Nubifragio 9-10 settembre. Alla provincia di Pisa nessuno stato di calamità. Confesercenti: “Fatto grave”

PISA – Il mancato inserimento dei comuni della provincia di Pisa tra quelli che avevano fatto richiesta di calamità naturale in occasione del nubifragio del 9 e 10 settembre scorsi, è sicuramente un fatto molto grave per gli operatori che hanno subito danni.

La nostra associazione ribadisce comunque la possibilità di accedere ad un prodotto finanziario mirato a tasso zero che, consapevoli dell’effettiva situazione venutasi a creare, abbiamo realizzato appositamente svincolandolo dall’accoglimento o meno dello stato di calamità naturale”. A parlare è Simone Romoli, responsabile area pisana di Confesercenti Toscana Nord, dopo alcune indiscrezioni riguardante la mancata concessione dello stato di calamità naturale per i Comuni della provincia di Pisa. “Ad oggi dobbiamo basarci su alcune notizie apparse sulla stampa – aggiunge Romoli – ed in particolare su quanto dichiarato dal sindaco di Cascina Ceccardi.
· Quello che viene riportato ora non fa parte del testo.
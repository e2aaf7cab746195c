//! # Pid-tracking file.
//!
//! Prevents two consumer instances from running at once and tells service
//! managers which process to signal.
//!
//! ## Lifecycle
//! ```text
//! acquire(path) ──► republish() (after detach; pid changed) ──► remove() (normal exit)
//!   │
//!   └─ file names a live process ──► DaemonError::AlreadyRunning
//! ```
//!
//! The file is created with mode `0600` and holds the decimal pid plus a newline.

use std::fs::{self, OpenOptions};
use std::io::{self, Write};
use std::os::unix::fs::OpenOptionsExt;
use std::path::{Path, PathBuf};

use crate::error::DaemonError;

/// Owned pid file.
#[derive(Debug)]
pub struct PidFile {
    path: PathBuf,
}

impl PidFile {
    /// Claims `path` for the current process.
    ///
    /// A stale file (unreadable, or naming a dead process) is replaced.
    pub fn acquire(path: impl Into<PathBuf>) -> Result<Self, DaemonError> {
        let path = path.into();
        if let Some(pid) = read_pid(&path) {
            if pid != current_pid() && process_alive(pid) {
                return Err(DaemonError::AlreadyRunning { pid });
            }
            tracing::debug!(pid, path = %path.display(), "replacing stale pid file");
        }
        let pf = Self { path };
        pf.write()?;
        Ok(pf)
    }

    /// Removes and rewrites the file with the current pid.
    pub fn republish(&mut self) -> Result<(), DaemonError> {
        self.unlink()?;
        self.write()
    }

    /// Deletes the file.
    pub fn remove(self) -> Result<(), DaemonError> {
        self.unlink()
    }

    pub fn path(&self) -> &Path {
        &self.path
    }

    fn write(&self) -> Result<(), DaemonError> {
        let mut file = OpenOptions::new()
            .write(true)
            .create(true)
            .truncate(true)
            .mode(0o600)
            .open(&self.path)
            .map_err(|source| self.error(source))?;
        writeln!(file, "{}", current_pid()).map_err(|source| self.error(source))
    }

    fn unlink(&self) -> Result<(), DaemonError> {
        match fs::remove_file(&self.path) {
            Ok(()) => Ok(()),
            Err(e) if e.kind() == io::ErrorKind::NotFound => Ok(()),
            Err(source) => Err(self.error(source)),
        }
    }

    fn error(&self, source: io::Error) -> DaemonError {
        DaemonError::PidFile {
            path: self.path.clone(),
            source,
        }
    }
}

fn read_pid(path: &Path) -> Option<i32> {
    fs::read_to_string(path).ok()?.trim().parse().ok()
}

fn current_pid() -> i32 {
    std::process::id() as i32
}

fn process_alive(pid: i32) -> bool {
    if pid <= 0 {
        return false;
    }
    // SAFETY: signal 0 performs only the existence/permission check.
    let rc = unsafe { libc::kill(pid, 0) };
    rc == 0 || io::Error::last_os_error().raw_os_error() == Some(libc::EPERM)
}
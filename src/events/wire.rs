//! # Fixed-size wire format of one record.
//!
//! ```text
//! offset  size  field
//! 0       4     kind      (i32, host byte order)
//! 4       4     severity  (i32, host byte order)
//! 8       1024  payload   (RawString: NUL-terminated text, zero padded)
//! ```
//!
//! The payload area is sized to the largest variant. Readers must consume exactly
//! [`RECORD_SIZE`] bytes; a partial record is never decoded.

use crate::error::WireError;
use crate::events::record::{EventKind, EventRecord, MSG_MAX_LEN, Payload, level_label};

const KIND_OFFSET: usize = 0;
const LEVEL_OFFSET: usize = 4;
const PAYLOAD_OFFSET: usize = 8;

/// Size in bytes of one encoded record.
pub const RECORD_SIZE: usize = PAYLOAD_OFFSET + MSG_MAX_LEN;

/// Encodes `record` into its wire representation.
pub fn encode(record: &EventRecord) -> [u8; RECORD_SIZE] {
    let mut buf = [0u8; RECORD_SIZE];
    buf[KIND_OFFSET..LEVEL_OFFSET].copy_from_slice(&record.kind().code().to_ne_bytes());
    buf[LEVEL_OFFSET..PAYLOAD_OFFSET].copy_from_slice(&record.severity().level().to_ne_bytes());

    if let Payload::RawString(text) = record.payload() {
        // Construction bounds the text to MSG_MAX_LEN - 1, leaving room for the NUL.
        let n = text.len().min(MSG_MAX_LEN - 1);
        buf[PAYLOAD_OFFSET..PAYLOAD_OFFSET + n].copy_from_slice(&text.as_bytes()[..n]);
    }
    buf
}

/// Body of a decoded record.
#[derive(Debug, Clone, PartialEq, Eq)]
pub enum WireBody {
    RawString(String),
    /// Known or unknown kind the consumer does not render; carries the raw code.
    Unsupported(i32),
}

/// A record as seen by the consumer.
///
/// The level is kept raw: the wire may carry values outside the severity table,
/// and the consumer renders those as `UNKNOWN`.
#[derive(Debug, Clone, PartialEq, Eq)]
pub struct WireEvent {
    pub level: i32,
    pub body: WireBody,
}

impl WireEvent {
    /// Severity label for [`WireEvent::level`].
    pub fn level_label(&self) -> &'static str {
        level_label(self.level)
    }
}

/// Decodes exactly one record from `buf`.
///
/// Text is read up to the first NUL (or the end of the payload area); invalid
/// UTF-8 is replaced rather than rejected.
pub fn decode(buf: &[u8]) -> Result<WireEvent, WireError> {
    if buf.len() < RECORD_SIZE {
        return Err(WireError::Short {
            expected: RECORD_SIZE,
            got: buf.len(),
        });
    }
    if buf.len() > RECORD_SIZE {
        return Err(WireError::Oversized { got: buf.len() });
    }

    let kind = read_i32(buf, KIND_OFFSET);
    let level = read_i32(buf, LEVEL_OFFSET);

    let body = match EventKind::from_code(kind) {
        Some(EventKind::RawString) => {
            let area = &buf[PAYLOAD_OFFSET..RECORD_SIZE];
            let end = area.iter().position(|b| *b == 0).unwrap_or(area.len());
            WireBody::RawString(String::from_utf8_lossy(&area[..end]).into_owned())
        }
        _ => WireBody::Unsupported(kind),
    };
    Ok(WireEvent { level, body })
}

/// Builds an [`EventRecord`] from a wire frame submitted by an external producer.
///
/// Unlike [`decode`], this is strict: unknown kinds and out-of-range levels are errors.
pub fn record_from_frame(buf: &[u8]) -> Result<EventRecord, WireError> {
    let ev = decode(buf)?;
    let severity = crate::events::Severity::from_level(ev.level)
        .ok_or(WireError::InvalidLevel { level: ev.level })?;

    match ev.body {
        WireBody::RawString(text) => {
            EventRecord::raw_string(severity, &text).map_err(|_| WireError::InvalidPayload)
        }
        WireBody::Unsupported(code) => match EventKind::from_code(code) {
            Some(EventKind::Struct) => Ok(EventRecord::structured(severity)),
            _ => Err(WireError::UnknownKind { kind: code }),
        },
    }
}

fn read_i32(buf: &[u8], offset: usize) -> i32 {
    let mut raw = [0u8; 4];
    raw.copy_from_slice(&buf[offset..offset + 4]);
    i32::from_ne_bytes(raw)
}
//! Consumer daemon: control loop and its process-level resources.
//!
//! This module contains everything the consumer process needs around the queue:
//! - [`control`]: the adaptive polling state machine;
//! - [`endpoint`]: the read-side trait the loop drives;
//! - [`detach`]: one-time background detach;
//! - [`pidfile`]: duplicate-instance guard;
//! - [`shutdown`]: OS signals → cancellation token;
//! - [`ingress`]: local socket for producers in other processes.

pub mod control;
pub mod detach;
pub mod endpoint;
pub mod ingress;
pub mod pidfile;
pub mod shutdown;

pub use control::{ControlLoop, LoopState, PollSpeed, render};
pub use detach::{Detach, ProcessDetacher};
pub use endpoint::Endpoint;
pub use ingress::Ingress;
pub use pidfile::PidFile;
pub use shutdown::{spawn_signal_watcher, wait_for_shutdown_signal};
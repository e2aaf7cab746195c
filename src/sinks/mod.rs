//! # Output sinks for the consumer daemon.
//!
//! This module provides the [`LogSink`] trait and the built-in sinks.
//!
//! ## Architecture
//! ```text
//! ControlLoop::dispatch ──┐
//!                         ├──► LogRouter ──► StdoutSink  (attached)
//! EventQueue overload  ───┘         └──────► SyslogSink  (detached)
//! ```
//!
//! ## Sinks
//! - [`StdoutSink`] foreground output
//! - [`SyslogSink`] system log facility, `LOG_INFO`
//! - [`TracingSink`] forwards to `tracing` (library default)
//! - [`LogRouter`] one-time attached → detached switch

mod router;
mod sink;
mod stdout;
mod syslog;
mod trace;

pub use router::LogRouter;
pub use sink::LogSink;
pub use stdout::StdoutSink;
pub use syslog::SyslogSink;
pub use trace::TracingSink;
Aspettiamo che anche altre amministrazioni rendano note le decisioni della presidenza del consiglio. Se fosse confermato siamo di fronte ad una vera e propria beffa per le imprese. La Regione infatti si era mossa con un secondo decreto per inserire anche i comuni della provincia di Pisa, insieme a Livorno, Collesalvetti e Rosignano, tra i territori colpiti dal nubifragio del settembre scorso concedendo lo stato di emergenza. Nonostante il lavoro anche dal consigliere Antonio Mazzeo, l’impegno dell’ente per completare l’iter fino a Roma non si è concretizzato come sarebbe stato giusto. Gli imprenditori, però, i danni li hanno subiti, in particolare sul litorale, sferzato dal vento e dalla pioggia”. La conclusione del responsabile Confesercenti: “Invitiamo quindi tutte le attività che avevano predisposto la documentazione necessaria in attesa dello stato di calamità naturale a rivolgersi alla nostra associazione per avere notizie sul finanziamento mirato a tasso zero che abbiamo realizzato nelle ore successive al nubifragio, in collaborazione con Unicredit e la Confesercenti di Livorno”.